Dexa mengangguk. Setelah berdiskusi dengan Farah, Dexa memang langsung menemui kepala sekolah. Menjadi pembimbing Olimpiade Fisika, itulah janji yang ditukar oleh Dexa untuk meloloskan permintaan terkait seleksi peserta Olimpiade.

"Masih ada waktu enam bulan lagi sebelum seleksi tingkat sekolah dilaksanakan. Lima murid dengan nilai tertinggi, akan mewakili sekolah ke seleksi olimpiade tingkat kota. Ada banyak cabang yang akan dilombakan: Matematika, Fisika, Biologi, Kimia, Kebumian, Geografi, Ekonomi, hingga Astronomi."

"Pak!" Tanpa diduga, Ibib berseru. Membuat setiap murid di kelas menoleh "Saya boleh ikut?".

"Tentu! Saya berharap, semua murid bisa ikut berpartisipasi dalam seleksi sekolah."

"Tapi saya belum pernah belajar soal-soal olimpiade, Pak. Saya bisa dapat soal-soalnya dimana, Pak?"

"Pertanyaan bagus!" Dexa membidik Ibib. "Saya belum kasih satu info lagi. Agar kesempatan kalian sama, saya dan Bu Farah akan memberikan latihan menghadapi olimpiade, tiga puluh menit setiap jam pelajaran kami. Selebihnya, silakan kalian belajar mandiri."

Terdengar beberapa murid bersorak. Meski ada juga yang mengeluh karena soal-soal olimpiade akan lebih sulit dibanding materi yang sudah ditetapkan dalam kurikulum.

"Sekian dari saya. Selamat menunggu jam berikutnya." Dexa membereskan buku-buku, lalu berpaling pada salah satu murid. "Archi! Tolong bawakan buku-buku saya."

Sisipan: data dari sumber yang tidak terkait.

//! Error types for entity-export
//!
//! This module provides error handling for the library, including:
//! - Fetch failures (transport status, GraphQL `errors`, malformed payloads)
//! - Run-fatal failures (configuration, output I/O, CSV encoding)
//! - Machine-readable error codes for structured logging

use thiserror::Error;

/// Result type alias for entity-export operations
pub type Result<T> = std::result::Result<T, Error>;

/// Main error type for entity-export
///
/// Fetch-related variants end one account's fetch loop and are reported
/// alongside whatever records were gathered. The remaining variants abort
/// the whole run.
#[derive(Debug, Error)]
pub enum Error {
    /// Configuration error with context about which setting is invalid
    #[error("configuration error: {message}")]
    Config {
        /// Human-readable error message describing the configuration issue
        message: String,
        /// The configuration key that caused the error (e.g., "max_workers")
        key: Option<String>,
    },

    /// I/O error
    #[error("I/O error: {0}")]
    Io(#[from] std::io::Error),

    /// Network error (connection refused, timeout, TLS, body read)
    #[error("network error: {0}")]
    Network(#[from] reqwest::Error),

    /// Serialization error
    #[error("serialization error: {0}")]
    Serialization(#[from] serde_json::Error),

    /// CSV encoding error
    #[error("CSV error: {0}")]
    Csv(#[from] csv::Error),

    /// The endpoint answered with a non-success HTTP status
    #[error("HTTP {status}: {body}")]
    HttpStatus {
        /// HTTP status code returned by the endpoint
        status: u16,
        /// Response body, verbatim
        body: String,
    },

    /// The GraphQL payload carried an `errors` array
    #[error("API returned errors: {}", messages.join("; "))]
    Api {
        /// The `message` field of every reported error
        messages: Vec<String>,
    },

    /// The payload had neither `errors` nor a results page
    #[error("malformed response: {0}")]
    MalformedResponse(String),

    /// A worker task panicked or was cancelled
    #[error("worker task failed: {0}")]
    TaskFailed(String),
}

impl Error {
    /// Shorthand for a configuration error tied to a specific key
    pub fn config(key: impl Into<String>, message: impl Into<String>) -> Self {
        Error::Config {
            message: message.into(),
            key: Some(key.into()),
        }
    }

    /// Returns true for failures that end a single account's fetch loop
    /// without affecting other accounts
    pub fn is_fetch_failure(&self) -> bool {
        matches!(
            self,
            Error::Network(_)
                | Error::HttpStatus { .. }
                | Error::Api { .. }
                | Error::MalformedResponse(_)
                | Error::Serialization(_)
        )
    }

    /// Machine-readable error code, used as a structured log field
    pub fn error_code(&self) -> &'static str {
        match self {
            Error::Config { .. } => "config_error",
            Error::Io(_) => "io_error",
            Error::Network(_) => "network_error",
            Error::Serialization(_) => "serialization_error",
            Error::Csv(_) => "csv_error",
            Error::HttpStatus { .. } => "http_status",
            Error::Api { .. } => "api_error",
            Error::MalformedResponse(_) => "malformed_response",
            Error::TaskFailed(_) => "task_failed",
        }
    }
}

impl From<tokio::task::JoinError> for Error {
    fn from(e: tokio::task::JoinError) -> Self {
        Error::TaskFailed(e.to_string())
    }
}
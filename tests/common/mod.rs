//! Common test utilities for entity-export integration tests

#[allow(dead_code)]
pub mod fixtures;

#[allow(unused_imports)]
pub use fixtures::*;
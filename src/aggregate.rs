//! Run-wide aggregation of per-account fetch results.
//!
//! Accounts are folded in as they complete. Counting and concatenation are
//! order-independent, so consolidated outputs depend only on which records
//! were fetched.

use crate::fetch::FetchOutcome;
use crate::types::{AccountId, DomainTypePairs, Entity, TypeCounts};

/// Summary of one account, produced when its fetch completes
#[derive(Debug)]
pub struct AccountReport {
    /// Account the report covers
    pub account_id: AccountId,
    /// Display name, if one was discovered
    pub account_name: Option<String>,
    /// Entity counts by type for this account
    pub type_counts: TypeCounts,
    /// Number of entities fetched
    pub total: usize,
    /// Number of pages received
    pub pages: usize,
    /// Rendered fetch failure, if the account stopped early
    pub failure: Option<String>,
}

/// Accumulates records and tallies across all accounts of a run
#[derive(Debug, Default)]
pub struct Aggregator {
    entities: Vec<Entity>,
    domain_types: DomainTypePairs,
    global_counts: TypeCounts,
    reports: Vec<AccountReport>,
}

impl Aggregator {
    /// Start an empty aggregation
    pub fn new() -> Self {
        Self::default()
    }

    /// Fold one completed account into the run.
    ///
    /// Stamps every record with the account id and returns the stamped
    /// records of this account alongside its report.
    pub fn record(&mut self, outcome: FetchOutcome) -> (&[Entity], &AccountReport) {
        let FetchOutcome {
            account_id,
            account_name,
            mut entities,
            pages,
            failure,
        } = outcome;

        for entity in &mut entities {
            entity.account_id = Some(account_id);
            self.domain_types
                .insert((entity.domain.clone(), entity.entity_type.clone()));
        }

        let type_counts = TypeCounts::from_entities(&entities);
        self.global_counts.merge(&type_counts);

        let start = self.entities.len();
        let total = entities.len();
        self.entities.extend(entities);

        self.reports.push(AccountReport {
            account_id,
            account_name,
            type_counts,
            total,
            pages,
            failure: failure.map(|e| e.to_string()),
        });

        let report = &self.reports[self.reports.len() - 1];
        (&self.entities[start..], report)
    }

    /// All records so far, in account completion order
    pub fn entities(&self) -> &[Entity] {
        &self.entities
    }

    /// Distinct domain/type pairs so far
    pub fn domain_types(&self) -> &DomainTypePairs {
        &self.domain_types
    }

    /// Global counts by type so far
    pub fn global_counts(&self) -> &TypeCounts {
        &self.global_counts
    }

    /// Finish the run
    pub fn finish(self) -> RunSummary {
        RunSummary {
            total_entities: self.entities.len(),
            global_counts: self.global_counts,
            domain_types: self.domain_types,
            reports: self.reports,
        }
    }
}

/// Result of a whole export run
#[derive(Debug)]
pub struct RunSummary {
    /// Number of entities written to the consolidated files
    pub total_entities: usize,
    /// Entity counts by type across all accounts
    pub global_counts: TypeCounts,
    /// Distinct domain/type pairs across all accounts
    pub domain_types: DomainTypePairs,
    /// Per-account reports, in completion order
    pub reports: Vec<AccountReport>,
}

impl RunSummary {
    /// Accounts whose fetch stopped on a failure
    pub fn failed_accounts(&self) -> impl Iterator<Item = &AccountReport> {
        self.reports.iter().filter(|r| r.failure.is_some())
    }
}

Menuruti perintah, sambil membawa buku-buku, Archi membuntuti Dexa. Hingga keduanya tiba di persimpangan tangga, Dexa menghentikan langkah, lalu memutar tubuh menghadap Archi.

"Kamu punya kesempatan untuk membuktikan bahwa kamu bisa berprestasi tanpa campur tangan siapapun."

Archi terdiam. Dia tahu arah pembicaraan Dexa.

"Bagaimana? Ambil kesempatan ini atau tidak?"

Murid laki-laki itu mengangguk "Saya akan belajar keras untuk meraih medali emas di Olimpiade Fisika, Pak De!" ucapnya mantap.